:: Material for this exercise ::

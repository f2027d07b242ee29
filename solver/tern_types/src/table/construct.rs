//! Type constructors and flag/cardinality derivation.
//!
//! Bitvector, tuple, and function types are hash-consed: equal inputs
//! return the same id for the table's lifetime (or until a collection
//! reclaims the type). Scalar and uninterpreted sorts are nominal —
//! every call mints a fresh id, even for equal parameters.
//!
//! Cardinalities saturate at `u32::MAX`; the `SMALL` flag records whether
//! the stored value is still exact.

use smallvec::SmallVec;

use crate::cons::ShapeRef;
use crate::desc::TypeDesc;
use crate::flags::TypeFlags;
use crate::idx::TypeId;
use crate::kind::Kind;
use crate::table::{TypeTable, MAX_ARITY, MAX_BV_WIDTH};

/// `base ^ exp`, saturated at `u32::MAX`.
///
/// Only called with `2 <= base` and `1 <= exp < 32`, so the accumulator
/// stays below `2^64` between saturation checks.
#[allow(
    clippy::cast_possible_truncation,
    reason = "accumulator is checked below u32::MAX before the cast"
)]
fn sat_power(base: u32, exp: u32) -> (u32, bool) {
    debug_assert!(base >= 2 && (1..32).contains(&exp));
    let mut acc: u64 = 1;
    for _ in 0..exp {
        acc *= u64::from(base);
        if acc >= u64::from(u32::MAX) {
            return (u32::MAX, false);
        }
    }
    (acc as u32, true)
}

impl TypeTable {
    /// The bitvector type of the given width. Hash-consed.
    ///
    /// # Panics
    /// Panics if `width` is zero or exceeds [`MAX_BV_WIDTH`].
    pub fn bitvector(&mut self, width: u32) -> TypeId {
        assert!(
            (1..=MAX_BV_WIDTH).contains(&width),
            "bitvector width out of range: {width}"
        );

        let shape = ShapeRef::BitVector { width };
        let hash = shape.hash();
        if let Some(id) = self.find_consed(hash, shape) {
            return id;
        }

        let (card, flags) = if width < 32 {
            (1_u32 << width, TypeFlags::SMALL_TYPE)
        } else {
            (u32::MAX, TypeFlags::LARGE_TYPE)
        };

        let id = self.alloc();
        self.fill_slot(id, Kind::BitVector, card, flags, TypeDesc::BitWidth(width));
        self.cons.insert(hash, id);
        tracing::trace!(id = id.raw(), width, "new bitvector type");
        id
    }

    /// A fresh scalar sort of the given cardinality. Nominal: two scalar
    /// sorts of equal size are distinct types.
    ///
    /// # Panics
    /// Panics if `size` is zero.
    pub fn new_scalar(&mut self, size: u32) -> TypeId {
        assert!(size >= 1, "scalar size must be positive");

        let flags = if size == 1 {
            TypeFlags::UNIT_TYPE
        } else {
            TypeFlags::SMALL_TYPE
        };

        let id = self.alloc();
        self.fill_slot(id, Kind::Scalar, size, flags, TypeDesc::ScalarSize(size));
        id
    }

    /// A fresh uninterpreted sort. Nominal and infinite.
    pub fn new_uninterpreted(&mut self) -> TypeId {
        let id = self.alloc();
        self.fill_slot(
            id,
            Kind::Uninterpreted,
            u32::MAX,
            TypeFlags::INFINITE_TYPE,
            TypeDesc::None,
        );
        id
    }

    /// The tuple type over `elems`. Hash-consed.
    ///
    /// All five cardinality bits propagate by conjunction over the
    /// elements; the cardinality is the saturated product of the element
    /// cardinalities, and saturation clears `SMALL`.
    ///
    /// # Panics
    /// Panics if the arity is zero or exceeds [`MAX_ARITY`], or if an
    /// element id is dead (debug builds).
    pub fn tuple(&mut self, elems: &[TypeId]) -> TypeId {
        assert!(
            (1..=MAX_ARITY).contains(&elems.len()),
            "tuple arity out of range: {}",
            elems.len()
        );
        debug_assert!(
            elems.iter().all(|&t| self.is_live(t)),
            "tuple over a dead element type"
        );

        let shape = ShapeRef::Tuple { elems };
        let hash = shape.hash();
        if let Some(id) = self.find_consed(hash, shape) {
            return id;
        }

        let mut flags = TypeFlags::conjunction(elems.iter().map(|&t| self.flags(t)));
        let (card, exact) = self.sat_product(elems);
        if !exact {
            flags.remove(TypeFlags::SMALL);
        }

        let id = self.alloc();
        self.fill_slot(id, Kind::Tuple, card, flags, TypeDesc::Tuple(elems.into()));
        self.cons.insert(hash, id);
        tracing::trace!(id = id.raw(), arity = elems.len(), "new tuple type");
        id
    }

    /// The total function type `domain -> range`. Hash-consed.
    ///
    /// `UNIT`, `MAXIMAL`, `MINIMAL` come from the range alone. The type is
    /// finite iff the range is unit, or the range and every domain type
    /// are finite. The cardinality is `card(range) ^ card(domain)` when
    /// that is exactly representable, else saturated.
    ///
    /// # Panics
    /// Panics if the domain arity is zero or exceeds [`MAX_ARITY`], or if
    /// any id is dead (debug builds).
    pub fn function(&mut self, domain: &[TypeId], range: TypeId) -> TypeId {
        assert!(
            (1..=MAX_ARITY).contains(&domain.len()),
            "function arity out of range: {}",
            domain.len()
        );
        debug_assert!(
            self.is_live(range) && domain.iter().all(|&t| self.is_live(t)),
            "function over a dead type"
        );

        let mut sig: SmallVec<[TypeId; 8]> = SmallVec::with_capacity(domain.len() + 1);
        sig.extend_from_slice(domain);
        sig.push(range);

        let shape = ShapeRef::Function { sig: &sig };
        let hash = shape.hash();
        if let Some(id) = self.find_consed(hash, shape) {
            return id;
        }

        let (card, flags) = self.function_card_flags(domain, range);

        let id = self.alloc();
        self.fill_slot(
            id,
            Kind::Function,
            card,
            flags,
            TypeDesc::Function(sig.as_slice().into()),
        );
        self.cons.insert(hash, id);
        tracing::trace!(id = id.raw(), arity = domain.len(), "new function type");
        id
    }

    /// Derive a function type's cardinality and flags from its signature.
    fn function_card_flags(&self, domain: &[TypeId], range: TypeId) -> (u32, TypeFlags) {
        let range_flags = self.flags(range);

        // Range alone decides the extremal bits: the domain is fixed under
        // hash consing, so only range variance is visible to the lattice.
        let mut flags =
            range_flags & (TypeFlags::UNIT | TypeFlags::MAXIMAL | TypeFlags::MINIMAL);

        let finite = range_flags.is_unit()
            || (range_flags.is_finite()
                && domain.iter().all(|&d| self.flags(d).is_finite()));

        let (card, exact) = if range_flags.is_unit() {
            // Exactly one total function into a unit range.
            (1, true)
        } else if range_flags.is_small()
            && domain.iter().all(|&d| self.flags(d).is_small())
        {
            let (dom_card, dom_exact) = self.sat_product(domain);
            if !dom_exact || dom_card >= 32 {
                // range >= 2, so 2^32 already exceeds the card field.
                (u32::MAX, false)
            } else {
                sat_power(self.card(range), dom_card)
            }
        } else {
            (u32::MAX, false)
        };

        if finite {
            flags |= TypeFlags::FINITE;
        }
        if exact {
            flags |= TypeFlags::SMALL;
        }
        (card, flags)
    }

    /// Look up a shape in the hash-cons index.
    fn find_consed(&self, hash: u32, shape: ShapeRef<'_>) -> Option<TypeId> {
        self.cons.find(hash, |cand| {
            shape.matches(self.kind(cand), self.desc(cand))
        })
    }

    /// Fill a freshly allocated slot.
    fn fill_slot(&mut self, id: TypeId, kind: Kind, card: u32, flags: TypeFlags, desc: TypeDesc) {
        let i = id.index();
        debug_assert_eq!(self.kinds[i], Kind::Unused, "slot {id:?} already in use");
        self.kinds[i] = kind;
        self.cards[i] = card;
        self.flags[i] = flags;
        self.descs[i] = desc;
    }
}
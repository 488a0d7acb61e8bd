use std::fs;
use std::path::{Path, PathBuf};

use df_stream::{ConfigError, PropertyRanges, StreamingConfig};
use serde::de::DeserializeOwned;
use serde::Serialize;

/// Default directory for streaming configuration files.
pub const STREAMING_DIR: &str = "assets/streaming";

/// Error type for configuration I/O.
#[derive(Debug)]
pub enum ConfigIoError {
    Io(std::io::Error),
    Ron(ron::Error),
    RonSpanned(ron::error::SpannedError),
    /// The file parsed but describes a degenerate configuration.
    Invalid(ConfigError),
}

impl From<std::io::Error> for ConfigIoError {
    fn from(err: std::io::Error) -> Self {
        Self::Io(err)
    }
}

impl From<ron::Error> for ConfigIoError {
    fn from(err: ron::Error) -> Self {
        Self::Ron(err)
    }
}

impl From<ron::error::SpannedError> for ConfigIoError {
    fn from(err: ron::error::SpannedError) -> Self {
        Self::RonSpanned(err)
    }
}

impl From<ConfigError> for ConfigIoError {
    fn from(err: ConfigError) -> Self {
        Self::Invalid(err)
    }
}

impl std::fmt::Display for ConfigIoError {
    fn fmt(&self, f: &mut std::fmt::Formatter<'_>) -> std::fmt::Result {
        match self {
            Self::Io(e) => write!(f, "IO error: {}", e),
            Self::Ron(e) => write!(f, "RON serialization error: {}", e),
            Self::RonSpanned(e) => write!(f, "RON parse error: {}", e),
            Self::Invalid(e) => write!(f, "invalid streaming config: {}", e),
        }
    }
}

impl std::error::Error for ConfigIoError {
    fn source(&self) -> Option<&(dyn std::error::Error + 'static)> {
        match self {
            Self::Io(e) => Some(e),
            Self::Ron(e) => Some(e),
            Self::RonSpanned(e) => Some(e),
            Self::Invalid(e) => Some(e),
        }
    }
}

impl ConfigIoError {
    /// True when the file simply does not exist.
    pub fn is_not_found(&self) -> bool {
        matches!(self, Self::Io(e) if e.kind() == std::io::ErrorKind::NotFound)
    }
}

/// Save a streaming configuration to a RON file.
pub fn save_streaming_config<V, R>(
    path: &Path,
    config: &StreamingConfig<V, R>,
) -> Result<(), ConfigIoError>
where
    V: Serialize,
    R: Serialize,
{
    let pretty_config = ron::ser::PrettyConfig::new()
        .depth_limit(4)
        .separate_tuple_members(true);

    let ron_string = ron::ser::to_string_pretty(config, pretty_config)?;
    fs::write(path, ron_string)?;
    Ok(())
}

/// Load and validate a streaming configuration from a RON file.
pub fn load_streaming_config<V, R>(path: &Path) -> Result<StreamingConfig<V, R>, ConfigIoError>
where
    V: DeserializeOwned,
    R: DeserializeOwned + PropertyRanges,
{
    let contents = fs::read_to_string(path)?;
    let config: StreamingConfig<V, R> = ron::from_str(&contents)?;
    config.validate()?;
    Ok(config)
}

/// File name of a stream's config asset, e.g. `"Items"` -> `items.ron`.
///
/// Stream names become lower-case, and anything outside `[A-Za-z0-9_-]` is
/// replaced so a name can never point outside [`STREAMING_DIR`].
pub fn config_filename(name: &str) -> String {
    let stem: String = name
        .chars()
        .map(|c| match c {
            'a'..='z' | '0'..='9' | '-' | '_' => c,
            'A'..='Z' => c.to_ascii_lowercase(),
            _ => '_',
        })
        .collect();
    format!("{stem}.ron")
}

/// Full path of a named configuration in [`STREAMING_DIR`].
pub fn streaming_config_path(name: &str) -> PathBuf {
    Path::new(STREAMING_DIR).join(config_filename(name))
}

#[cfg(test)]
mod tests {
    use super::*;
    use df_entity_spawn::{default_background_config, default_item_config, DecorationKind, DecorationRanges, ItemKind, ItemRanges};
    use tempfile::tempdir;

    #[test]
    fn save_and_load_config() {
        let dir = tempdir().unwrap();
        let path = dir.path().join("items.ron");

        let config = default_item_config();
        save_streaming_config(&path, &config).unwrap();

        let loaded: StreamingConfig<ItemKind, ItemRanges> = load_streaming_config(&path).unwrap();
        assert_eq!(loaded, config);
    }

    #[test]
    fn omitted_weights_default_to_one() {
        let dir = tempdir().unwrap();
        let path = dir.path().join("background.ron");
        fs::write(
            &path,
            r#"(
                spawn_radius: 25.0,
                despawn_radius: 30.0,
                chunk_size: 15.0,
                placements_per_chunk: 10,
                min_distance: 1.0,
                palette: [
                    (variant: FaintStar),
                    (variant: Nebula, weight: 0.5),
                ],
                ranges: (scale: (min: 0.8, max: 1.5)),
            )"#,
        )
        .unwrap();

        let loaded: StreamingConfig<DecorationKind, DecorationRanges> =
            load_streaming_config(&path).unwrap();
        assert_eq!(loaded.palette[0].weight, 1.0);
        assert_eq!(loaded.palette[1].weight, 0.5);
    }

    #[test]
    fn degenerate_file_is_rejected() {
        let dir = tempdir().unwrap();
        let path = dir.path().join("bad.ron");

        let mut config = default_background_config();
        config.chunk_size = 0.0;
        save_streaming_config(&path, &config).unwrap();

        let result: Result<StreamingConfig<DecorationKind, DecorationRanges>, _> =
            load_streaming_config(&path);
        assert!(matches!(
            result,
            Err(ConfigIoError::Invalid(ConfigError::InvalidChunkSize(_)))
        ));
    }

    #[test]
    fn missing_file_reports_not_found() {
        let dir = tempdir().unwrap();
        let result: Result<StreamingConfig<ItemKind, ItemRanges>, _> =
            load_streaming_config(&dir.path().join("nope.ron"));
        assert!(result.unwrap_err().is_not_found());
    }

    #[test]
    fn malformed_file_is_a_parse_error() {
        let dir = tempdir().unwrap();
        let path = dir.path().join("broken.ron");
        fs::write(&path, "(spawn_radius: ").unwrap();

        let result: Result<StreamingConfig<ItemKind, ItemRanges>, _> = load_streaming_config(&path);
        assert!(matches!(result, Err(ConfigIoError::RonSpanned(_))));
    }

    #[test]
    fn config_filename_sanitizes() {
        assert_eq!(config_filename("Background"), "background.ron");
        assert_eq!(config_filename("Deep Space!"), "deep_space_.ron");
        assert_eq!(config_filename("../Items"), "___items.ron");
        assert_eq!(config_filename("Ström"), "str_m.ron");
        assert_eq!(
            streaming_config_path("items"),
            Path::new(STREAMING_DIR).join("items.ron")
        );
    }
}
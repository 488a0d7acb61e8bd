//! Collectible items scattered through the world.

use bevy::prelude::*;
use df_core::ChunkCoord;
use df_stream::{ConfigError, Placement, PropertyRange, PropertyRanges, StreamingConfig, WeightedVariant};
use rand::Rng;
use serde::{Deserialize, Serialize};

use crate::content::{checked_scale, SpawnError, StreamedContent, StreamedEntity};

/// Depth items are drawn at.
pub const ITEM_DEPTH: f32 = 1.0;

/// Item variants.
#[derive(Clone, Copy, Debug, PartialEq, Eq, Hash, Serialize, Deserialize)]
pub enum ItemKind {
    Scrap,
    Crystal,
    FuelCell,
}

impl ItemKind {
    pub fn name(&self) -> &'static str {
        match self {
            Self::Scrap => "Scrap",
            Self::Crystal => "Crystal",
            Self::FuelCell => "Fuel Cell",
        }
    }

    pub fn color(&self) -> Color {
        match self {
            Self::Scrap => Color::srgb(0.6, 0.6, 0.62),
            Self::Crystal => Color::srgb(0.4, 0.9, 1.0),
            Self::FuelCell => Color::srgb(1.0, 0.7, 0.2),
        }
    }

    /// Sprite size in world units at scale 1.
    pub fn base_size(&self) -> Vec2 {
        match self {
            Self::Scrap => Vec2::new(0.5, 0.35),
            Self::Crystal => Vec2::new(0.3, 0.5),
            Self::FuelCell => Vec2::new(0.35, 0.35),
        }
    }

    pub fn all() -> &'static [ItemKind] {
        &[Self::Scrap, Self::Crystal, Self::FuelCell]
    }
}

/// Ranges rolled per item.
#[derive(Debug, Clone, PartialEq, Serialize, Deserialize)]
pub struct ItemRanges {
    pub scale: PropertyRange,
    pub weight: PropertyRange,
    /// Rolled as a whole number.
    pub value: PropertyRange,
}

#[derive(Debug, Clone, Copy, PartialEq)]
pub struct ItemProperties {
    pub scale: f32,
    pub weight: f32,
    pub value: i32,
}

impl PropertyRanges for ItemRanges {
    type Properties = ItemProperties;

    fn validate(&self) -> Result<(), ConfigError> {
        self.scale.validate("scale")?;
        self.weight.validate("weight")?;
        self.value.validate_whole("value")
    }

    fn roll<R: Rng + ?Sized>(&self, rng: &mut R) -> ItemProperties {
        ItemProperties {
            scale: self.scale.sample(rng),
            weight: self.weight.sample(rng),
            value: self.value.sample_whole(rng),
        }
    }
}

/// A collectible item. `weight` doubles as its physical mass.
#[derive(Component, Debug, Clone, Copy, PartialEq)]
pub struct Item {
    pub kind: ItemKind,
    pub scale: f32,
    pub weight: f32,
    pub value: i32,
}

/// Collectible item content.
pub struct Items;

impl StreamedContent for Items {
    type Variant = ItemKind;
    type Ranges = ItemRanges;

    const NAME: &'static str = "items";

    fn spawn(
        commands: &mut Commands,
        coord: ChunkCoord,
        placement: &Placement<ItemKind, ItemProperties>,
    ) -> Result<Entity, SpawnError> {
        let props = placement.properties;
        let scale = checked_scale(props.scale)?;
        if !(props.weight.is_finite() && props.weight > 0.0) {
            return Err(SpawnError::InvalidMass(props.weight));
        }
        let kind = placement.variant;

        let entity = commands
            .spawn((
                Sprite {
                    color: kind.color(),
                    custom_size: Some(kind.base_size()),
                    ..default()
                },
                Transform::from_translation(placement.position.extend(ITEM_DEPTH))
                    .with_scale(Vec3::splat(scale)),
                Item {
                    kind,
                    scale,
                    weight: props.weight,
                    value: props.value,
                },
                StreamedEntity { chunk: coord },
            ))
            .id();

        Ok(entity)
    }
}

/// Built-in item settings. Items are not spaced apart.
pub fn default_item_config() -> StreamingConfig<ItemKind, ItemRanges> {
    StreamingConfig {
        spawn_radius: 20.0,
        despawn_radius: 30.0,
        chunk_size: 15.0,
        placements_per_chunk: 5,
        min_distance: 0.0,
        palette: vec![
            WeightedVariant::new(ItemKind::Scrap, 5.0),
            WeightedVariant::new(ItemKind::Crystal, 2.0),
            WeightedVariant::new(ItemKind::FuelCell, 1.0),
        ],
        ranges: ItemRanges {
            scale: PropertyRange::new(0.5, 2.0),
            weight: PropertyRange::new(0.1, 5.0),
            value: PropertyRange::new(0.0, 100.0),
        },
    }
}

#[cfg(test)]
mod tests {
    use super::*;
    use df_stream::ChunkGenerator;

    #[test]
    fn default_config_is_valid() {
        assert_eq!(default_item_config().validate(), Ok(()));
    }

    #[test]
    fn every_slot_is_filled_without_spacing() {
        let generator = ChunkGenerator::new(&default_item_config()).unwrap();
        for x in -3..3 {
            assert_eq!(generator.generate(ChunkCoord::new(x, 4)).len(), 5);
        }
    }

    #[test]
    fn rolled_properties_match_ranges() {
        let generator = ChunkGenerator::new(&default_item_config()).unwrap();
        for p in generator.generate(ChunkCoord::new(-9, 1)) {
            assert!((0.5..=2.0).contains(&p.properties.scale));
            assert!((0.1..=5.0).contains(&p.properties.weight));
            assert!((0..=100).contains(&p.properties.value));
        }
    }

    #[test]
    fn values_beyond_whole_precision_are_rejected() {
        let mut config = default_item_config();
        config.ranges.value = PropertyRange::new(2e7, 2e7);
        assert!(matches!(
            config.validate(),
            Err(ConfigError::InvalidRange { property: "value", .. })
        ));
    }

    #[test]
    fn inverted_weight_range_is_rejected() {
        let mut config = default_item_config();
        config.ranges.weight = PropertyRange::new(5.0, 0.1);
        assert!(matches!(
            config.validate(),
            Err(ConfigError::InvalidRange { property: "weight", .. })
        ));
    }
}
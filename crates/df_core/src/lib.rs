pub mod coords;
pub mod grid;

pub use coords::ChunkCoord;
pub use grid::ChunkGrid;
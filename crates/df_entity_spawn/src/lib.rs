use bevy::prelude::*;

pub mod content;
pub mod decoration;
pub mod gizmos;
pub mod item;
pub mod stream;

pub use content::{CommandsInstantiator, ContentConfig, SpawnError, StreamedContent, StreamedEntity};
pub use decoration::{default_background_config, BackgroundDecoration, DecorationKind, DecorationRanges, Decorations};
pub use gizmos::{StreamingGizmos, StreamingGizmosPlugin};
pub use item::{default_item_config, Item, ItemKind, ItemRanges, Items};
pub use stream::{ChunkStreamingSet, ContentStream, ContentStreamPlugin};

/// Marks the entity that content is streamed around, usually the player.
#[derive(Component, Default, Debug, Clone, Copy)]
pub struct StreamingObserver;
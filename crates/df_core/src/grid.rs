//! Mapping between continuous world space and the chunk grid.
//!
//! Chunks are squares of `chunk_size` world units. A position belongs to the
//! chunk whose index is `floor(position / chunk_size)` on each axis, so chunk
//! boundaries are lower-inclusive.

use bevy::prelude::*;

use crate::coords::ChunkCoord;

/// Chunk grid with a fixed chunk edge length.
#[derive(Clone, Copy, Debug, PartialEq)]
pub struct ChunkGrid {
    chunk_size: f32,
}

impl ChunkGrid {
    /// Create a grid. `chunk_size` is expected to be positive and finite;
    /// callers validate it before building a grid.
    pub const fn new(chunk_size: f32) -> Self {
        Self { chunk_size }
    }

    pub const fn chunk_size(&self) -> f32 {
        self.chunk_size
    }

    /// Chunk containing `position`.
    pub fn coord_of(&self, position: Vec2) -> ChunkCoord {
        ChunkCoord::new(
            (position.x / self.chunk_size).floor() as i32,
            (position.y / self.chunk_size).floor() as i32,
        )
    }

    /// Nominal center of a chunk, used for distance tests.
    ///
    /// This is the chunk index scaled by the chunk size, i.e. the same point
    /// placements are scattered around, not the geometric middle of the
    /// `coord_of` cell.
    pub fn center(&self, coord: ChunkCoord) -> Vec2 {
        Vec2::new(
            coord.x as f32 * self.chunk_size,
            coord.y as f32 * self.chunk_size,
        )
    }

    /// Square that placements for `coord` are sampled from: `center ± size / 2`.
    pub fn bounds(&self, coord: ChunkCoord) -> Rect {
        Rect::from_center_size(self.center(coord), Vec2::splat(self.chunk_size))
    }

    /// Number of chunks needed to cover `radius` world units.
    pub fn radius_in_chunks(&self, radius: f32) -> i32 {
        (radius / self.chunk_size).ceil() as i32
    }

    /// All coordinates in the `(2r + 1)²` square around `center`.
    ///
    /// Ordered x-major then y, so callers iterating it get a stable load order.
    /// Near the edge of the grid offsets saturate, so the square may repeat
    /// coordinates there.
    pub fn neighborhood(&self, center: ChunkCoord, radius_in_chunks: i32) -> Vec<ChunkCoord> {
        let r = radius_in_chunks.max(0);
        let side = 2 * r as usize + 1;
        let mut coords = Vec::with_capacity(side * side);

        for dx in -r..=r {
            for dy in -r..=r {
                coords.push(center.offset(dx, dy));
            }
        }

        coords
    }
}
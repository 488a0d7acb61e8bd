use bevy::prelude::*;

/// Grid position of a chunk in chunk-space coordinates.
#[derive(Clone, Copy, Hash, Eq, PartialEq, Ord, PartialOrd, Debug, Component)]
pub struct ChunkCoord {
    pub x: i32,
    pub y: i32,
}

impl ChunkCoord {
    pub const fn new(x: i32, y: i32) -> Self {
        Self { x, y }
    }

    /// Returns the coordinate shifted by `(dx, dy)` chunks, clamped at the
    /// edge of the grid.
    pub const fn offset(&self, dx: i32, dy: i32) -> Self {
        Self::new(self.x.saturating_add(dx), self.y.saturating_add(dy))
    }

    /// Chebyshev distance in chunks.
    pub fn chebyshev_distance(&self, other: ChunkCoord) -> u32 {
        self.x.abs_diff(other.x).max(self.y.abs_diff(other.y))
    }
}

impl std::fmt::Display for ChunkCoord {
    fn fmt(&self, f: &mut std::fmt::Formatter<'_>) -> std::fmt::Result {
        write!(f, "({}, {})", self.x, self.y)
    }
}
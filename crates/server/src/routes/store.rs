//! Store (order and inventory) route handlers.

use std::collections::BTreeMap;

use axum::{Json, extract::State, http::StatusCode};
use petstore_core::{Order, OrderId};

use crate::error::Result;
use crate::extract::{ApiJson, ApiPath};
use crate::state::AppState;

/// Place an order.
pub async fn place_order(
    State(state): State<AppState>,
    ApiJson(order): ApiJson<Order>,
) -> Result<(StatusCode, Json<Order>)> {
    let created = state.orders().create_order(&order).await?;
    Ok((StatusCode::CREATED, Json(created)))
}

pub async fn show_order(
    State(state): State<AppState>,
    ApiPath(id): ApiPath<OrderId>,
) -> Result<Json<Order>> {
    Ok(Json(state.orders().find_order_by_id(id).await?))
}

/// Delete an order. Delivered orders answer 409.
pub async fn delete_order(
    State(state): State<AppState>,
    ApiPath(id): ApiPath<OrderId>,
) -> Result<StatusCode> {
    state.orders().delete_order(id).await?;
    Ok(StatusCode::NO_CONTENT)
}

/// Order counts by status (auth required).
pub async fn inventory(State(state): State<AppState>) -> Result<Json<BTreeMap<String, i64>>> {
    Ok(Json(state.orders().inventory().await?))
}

:::

▶ _Exercise instructions_
Taking the records as a whole, report how many of their lines include the word "await". Nothing but the number is wanted.

▶ _Solution below_
4